Dragonflies with MC-20

This article shares some photographs from a recent dragonflies with MC-20 handheld test that I did at the Royal Botanical Gardens in Burlington Ontario. While my favourite teleconverter is the M.Zuiko MC-14, I do occasionally use the M.Zuiko MC-20 when I need some additional reach.

I visited the lily ponds at the Royal Botanical Gardens with a very specific test in mind. That was to photograph dragonflies in flight handheld at 800 mm (efov 1600 mm) while filling my frame as much as possible. All of the images featured in this article are shown as full frame captures without any cropping… obviously resized for web use.

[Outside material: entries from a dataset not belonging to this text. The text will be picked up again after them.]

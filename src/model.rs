//! Shared data model (spec §3): `SchemaTask`, `TableInfo`, `Range`/`ChunkTask`
//! live in [`crate::chunker`]; this module holds the rest, since both
//! [`crate::worker`] and [`crate::dumper`] need them without creating a
//! dependency cycle between those two modules.

use crate::session::ColumnType;

#[derive(Debug, Clone)]
pub struct ColumnMeta {
    pub name: String,
    pub ty: ColumnType,
    /// BIT/BLOB/GEOMETRY-like columns requested as `TO_BASE64`/`HEX`
    /// projections (spec §4.2 GLOSSARY `csv_unsafe column`).
    pub csv_unsafe: bool,
}

#[derive(Debug, Clone)]
pub struct IndexMeta {
    pub name: String,
    pub is_primary: bool,
}

/// `TableInfo`/`TableTask` merged per spec §3: planned once, read-only
/// thereafter.
#[derive(Debug, Clone)]
pub struct TableInfo {
    pub schema: String,
    pub name: String,
    pub basename: String,
    pub row_count_estimate: u64,
    pub avg_row_length: u64,
    pub index: Option<IndexMeta>,
    pub columns: Vec<ColumnMeta>,
    /// Trigger names attached to this table (spec §6: `dump_triggers`,
    /// `<schema>@<table>.triggers.sql`).
    pub triggers: Vec<String>,
}

impl TableInfo {
    pub fn key_column(&self) -> Option<crate::chunker::KeyColumn> {
        let index = self.index.as_ref()?;
        let col = self.columns.iter().find(|c| c.name == index.name)?;
        Some(crate::chunker::KeyColumn {
            name: col.name.clone(),
            is_integer: matches!(
                col.ty,
                ColumnType::Int | ColumnType::UInt | ColumnType::BigInt
            ),
        })
    }
}

#[derive(Debug, Clone)]
pub struct SchemaTask {
    pub name: String,
    pub basename: String,
    pub tables: Vec<String>,
    pub views: Vec<String>,
    /// Event/routine names, carried through to the schema manifest (spec
    /// §4.9) and to the `<schema>.sql` DDL task (spec §6 `dump_events`/
    /// `dump_routines`).
    pub events: Vec<String>,
    pub routines: Vec<String>,
}

/// Process-wide singleton, finalized once all workers join (spec §3).
#[derive(Debug, Clone, Default)]
pub struct DumpInfo {
    pub server_version: String,
    pub hostname: String,
    pub begin: Option<chrono::DateTime<chrono::Utc>>,
    pub end: Option<chrono::DateTime<chrono::Utc>>,
    pub gtid_executed: Option<String>,
    pub consistent: bool,
}

impl DumpInfo {
    pub fn duration(&self) -> Option<chrono::Duration> {
        Some(self.end? - self.begin?)
    }
}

NOTE: Click on images to enlarge.

OM-D E-M1X + M.Zuiko 100-400 mm f/5-6.3 IS with M.Zuiko MC-20 teleconverter @ 800 mm, efov 1600 mm, f/13, 1/6400, ISO-6400, Pro Capture H, full frame capture, subject distance 3.7 metres

When I arrived at the lily ponds it actually took a fair amount of time to find the right photographic opportunity to use for my dragonflies with MC-20 test. I had to study the behaviour of the dragonflies in order to identify some foliage that was being consistently used as a perch.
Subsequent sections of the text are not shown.